TASK PROMPT
Wherever the word "overridden" appears in a line of the records, copy that line.
+++ SUPPLIED ENTRIES
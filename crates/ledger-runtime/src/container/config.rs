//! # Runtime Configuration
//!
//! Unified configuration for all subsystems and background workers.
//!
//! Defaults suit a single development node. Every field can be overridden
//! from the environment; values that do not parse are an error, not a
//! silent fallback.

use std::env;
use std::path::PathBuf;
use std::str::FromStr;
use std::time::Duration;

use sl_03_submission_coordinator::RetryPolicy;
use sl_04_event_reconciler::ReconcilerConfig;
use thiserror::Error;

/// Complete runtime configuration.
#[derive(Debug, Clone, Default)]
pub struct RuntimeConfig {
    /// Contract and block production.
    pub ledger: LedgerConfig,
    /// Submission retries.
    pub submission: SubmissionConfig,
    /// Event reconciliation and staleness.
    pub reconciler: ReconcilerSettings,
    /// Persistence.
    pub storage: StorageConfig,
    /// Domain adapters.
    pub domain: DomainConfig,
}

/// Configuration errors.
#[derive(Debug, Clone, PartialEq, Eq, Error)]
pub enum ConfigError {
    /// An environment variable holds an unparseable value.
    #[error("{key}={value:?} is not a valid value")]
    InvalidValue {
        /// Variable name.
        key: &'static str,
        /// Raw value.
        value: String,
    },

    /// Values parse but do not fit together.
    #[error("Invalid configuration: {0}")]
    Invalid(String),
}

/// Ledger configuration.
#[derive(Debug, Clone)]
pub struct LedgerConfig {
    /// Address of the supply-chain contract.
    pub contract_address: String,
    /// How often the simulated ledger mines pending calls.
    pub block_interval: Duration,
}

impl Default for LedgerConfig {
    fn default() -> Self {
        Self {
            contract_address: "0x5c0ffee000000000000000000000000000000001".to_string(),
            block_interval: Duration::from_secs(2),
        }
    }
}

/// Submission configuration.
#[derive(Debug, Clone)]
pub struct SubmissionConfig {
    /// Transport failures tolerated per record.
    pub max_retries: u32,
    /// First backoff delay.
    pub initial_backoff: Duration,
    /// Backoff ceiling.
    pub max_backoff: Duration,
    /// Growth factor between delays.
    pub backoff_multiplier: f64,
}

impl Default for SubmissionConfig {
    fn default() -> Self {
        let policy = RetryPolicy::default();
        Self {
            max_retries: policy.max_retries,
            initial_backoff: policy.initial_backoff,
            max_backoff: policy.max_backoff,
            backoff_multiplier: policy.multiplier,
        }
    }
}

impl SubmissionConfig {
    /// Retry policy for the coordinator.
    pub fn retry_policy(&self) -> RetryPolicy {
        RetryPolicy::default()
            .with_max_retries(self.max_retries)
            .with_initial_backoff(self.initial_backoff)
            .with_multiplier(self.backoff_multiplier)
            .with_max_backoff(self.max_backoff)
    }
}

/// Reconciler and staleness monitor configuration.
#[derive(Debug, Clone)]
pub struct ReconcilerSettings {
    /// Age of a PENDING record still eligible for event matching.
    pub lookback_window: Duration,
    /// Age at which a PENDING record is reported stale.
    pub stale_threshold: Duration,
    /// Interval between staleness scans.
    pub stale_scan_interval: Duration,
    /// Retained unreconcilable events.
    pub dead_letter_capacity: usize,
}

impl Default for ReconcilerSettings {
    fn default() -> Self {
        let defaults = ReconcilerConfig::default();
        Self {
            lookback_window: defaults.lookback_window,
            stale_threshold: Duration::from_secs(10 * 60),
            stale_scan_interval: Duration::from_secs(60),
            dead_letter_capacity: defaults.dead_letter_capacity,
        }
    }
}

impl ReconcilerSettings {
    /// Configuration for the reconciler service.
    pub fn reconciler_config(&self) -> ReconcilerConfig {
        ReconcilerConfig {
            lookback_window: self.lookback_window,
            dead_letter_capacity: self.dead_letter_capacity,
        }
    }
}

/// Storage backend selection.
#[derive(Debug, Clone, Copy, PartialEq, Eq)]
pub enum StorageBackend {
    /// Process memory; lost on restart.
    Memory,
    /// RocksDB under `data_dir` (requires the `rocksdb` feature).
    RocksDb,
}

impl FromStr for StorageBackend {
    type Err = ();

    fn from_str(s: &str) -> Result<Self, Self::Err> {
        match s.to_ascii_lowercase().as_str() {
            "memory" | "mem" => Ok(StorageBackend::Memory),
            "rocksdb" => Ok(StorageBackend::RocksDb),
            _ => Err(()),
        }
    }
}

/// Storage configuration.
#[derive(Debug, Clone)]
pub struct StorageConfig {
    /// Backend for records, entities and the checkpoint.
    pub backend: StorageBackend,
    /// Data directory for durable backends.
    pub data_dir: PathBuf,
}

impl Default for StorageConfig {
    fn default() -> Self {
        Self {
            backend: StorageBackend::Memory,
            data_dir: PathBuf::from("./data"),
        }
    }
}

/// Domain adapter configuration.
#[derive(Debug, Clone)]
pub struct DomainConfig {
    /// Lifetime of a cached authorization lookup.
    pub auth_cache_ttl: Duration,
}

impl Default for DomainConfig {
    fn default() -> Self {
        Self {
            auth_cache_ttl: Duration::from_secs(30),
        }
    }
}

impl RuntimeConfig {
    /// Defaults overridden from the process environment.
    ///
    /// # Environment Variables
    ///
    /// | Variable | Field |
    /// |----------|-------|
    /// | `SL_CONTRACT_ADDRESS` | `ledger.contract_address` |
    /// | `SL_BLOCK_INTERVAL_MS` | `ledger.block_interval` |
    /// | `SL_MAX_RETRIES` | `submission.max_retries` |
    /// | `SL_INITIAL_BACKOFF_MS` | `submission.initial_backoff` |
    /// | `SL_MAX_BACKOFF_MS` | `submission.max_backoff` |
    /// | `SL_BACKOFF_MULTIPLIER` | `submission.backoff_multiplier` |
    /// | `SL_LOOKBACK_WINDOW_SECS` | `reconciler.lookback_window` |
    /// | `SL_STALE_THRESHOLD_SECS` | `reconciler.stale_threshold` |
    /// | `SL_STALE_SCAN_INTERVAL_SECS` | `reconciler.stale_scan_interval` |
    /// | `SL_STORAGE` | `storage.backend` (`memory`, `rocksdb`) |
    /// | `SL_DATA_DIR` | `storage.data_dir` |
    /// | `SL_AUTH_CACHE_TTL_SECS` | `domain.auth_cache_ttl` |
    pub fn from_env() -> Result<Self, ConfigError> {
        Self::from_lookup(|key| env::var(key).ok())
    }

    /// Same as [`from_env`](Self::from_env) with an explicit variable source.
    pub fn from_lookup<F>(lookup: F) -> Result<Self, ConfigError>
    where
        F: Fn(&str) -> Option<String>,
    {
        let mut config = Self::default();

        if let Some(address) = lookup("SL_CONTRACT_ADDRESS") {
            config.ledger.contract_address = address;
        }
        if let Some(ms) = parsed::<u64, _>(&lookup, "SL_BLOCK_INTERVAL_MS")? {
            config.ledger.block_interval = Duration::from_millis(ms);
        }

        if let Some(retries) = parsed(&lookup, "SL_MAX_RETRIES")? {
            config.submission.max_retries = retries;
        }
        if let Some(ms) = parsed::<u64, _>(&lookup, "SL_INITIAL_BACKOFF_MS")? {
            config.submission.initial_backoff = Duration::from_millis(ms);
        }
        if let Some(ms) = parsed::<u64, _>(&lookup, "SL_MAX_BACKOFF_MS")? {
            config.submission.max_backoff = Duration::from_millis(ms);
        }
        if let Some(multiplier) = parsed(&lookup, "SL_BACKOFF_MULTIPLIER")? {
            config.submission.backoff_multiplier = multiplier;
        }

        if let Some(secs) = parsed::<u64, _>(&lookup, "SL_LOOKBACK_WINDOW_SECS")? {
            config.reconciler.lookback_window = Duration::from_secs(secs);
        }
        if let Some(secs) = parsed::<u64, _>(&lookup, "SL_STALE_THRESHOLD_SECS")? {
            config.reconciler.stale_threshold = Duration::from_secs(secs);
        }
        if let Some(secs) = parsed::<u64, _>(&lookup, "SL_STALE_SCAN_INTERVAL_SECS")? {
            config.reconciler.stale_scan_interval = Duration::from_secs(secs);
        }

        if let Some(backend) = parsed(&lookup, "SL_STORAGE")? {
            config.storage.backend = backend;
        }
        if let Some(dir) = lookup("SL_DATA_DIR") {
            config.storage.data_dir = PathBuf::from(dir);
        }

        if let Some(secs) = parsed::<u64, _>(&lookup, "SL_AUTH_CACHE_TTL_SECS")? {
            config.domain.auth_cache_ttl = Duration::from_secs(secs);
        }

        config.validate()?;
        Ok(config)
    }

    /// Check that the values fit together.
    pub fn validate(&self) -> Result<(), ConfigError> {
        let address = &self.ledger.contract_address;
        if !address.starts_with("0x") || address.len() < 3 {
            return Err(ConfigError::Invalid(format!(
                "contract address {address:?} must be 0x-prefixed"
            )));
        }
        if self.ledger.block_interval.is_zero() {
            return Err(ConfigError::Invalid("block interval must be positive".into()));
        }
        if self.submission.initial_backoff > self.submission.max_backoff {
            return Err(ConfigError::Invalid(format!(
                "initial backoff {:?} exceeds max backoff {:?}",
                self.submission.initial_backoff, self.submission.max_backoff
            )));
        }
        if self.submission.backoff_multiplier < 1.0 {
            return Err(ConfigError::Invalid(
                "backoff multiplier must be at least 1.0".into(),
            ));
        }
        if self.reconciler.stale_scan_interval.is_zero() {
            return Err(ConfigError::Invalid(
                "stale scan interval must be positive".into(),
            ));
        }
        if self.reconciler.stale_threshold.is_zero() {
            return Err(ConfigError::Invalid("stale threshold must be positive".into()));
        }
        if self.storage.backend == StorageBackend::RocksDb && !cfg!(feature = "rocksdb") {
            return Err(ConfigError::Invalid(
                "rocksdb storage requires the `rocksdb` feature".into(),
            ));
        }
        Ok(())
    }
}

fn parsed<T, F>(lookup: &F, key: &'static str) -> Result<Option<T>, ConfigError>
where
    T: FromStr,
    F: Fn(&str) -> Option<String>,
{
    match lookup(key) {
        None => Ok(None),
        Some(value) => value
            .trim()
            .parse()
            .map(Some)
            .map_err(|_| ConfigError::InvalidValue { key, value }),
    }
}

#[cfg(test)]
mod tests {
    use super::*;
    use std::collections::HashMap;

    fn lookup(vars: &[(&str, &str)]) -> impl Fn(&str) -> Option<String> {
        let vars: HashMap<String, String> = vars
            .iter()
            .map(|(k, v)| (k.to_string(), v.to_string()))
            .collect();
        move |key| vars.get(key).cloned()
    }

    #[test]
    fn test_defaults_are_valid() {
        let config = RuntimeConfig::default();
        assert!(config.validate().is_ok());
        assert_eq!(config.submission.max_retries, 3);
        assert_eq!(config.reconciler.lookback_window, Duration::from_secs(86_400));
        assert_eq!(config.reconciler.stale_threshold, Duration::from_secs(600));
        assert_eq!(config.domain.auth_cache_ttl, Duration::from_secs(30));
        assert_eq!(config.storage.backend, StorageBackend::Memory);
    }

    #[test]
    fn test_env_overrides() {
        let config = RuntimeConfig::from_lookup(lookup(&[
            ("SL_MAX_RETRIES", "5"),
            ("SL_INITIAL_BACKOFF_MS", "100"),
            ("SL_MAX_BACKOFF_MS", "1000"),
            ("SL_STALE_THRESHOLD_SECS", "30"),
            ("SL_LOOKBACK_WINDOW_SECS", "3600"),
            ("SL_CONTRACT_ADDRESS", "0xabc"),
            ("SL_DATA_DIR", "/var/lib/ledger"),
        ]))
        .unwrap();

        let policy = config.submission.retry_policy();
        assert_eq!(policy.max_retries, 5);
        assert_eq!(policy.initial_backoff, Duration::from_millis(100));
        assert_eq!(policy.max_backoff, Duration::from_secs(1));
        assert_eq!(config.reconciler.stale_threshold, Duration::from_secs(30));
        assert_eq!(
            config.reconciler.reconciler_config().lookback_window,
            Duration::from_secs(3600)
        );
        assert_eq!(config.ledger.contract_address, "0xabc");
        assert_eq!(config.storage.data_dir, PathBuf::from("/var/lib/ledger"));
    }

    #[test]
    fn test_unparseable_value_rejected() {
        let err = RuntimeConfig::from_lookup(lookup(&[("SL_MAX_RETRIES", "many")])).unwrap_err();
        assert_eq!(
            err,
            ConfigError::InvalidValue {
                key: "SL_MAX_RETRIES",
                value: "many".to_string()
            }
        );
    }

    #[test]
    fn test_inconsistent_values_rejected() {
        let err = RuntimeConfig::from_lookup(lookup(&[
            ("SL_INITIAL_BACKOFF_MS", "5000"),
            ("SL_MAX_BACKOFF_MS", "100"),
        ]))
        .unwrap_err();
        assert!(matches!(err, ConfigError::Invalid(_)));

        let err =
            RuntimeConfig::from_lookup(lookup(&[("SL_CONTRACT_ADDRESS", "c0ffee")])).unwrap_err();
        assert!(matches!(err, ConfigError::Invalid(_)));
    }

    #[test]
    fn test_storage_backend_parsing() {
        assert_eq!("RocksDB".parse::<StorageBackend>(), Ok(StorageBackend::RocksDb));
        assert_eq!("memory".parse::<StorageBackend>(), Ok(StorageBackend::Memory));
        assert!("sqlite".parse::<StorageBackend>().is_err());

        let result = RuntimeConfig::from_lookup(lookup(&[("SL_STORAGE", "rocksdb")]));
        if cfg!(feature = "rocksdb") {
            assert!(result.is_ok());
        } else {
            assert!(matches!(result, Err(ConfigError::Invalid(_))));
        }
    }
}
++++++
RESPONSE
//! Defaults suit a single development node. Every field can be overridden
    /// Defaults overridden from the process environment.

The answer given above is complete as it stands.